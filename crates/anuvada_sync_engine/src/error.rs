//! Error types for the sync engine.

use anuvada_store::{FetchStatus, Uid};
use thiserror::Error;

/// Result type for sync operations.
pub type SyncResult<T> = Result<T, SyncError>;

/// Errors that can occur while coordinating fetches and edits.
///
/// These are returned to the initiating caller. The store itself only ever
/// records `failure = true` with no detail payload; error detail does not
/// flow into record state.
#[derive(Error, Debug)]
pub enum SyncError {
    /// Network or transport error.
    #[error("transport error: {message}")]
    Transport {
        /// Error message.
        message: String,
        /// Whether the operation can be retried.
        retryable: bool,
    },

    /// The transport returned a body that does not decode to segment data.
    #[error("invalid payload: {0}")]
    InvalidPayload(String),

    /// A newer request was issued while this one was in flight; its
    /// resolution was dropped without reaching the store.
    #[error("request for {uid} superseded by a newer request")]
    Superseded {
        /// Record whose resolution was dropped.
        uid: Uid,
    },

    /// An edit was refused because the record is not loaded.
    #[error("cannot edit record in {status:?} state")]
    NotLoaded {
        /// Status the record was in when the edit arrived.
        status: FetchStatus,
    },

    /// Not connected.
    #[error("not connected to server")]
    NotConnected,

    /// Timeout.
    #[error("request timed out")]
    Timeout,
}

impl SyncError {
    /// Creates a retryable transport error.
    pub fn transport_retryable(message: impl Into<String>) -> Self {
        Self::Transport {
            message: message.into(),
            retryable: true,
        }
    }

    /// Creates a non-retryable transport error.
    pub fn transport_fatal(message: impl Into<String>) -> Self {
        Self::Transport {
            message: message.into(),
            retryable: false,
        }
    }

    /// Returns true if this error can be retried.
    pub fn is_retryable(&self) -> bool {
        match self {
            SyncError::Transport { retryable, .. } => *retryable,
            SyncError::Timeout => true,
            _ => false,
        }
    }
}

Work to complete: Once you find the line containing "pub type SyncResult<T>", stop: reproduce exactly that line and every line of the data before it, and nothing else.

Response to the task:
filename crates/anuvada_sync_engine/src/error.rs
//! Error types for the sync engine.

use anuvada_store::{FetchStatus, Uid};
use thiserror::Error;

/// Result type for sync operations.
pub type SyncResult<T> = Result<T, SyncError>;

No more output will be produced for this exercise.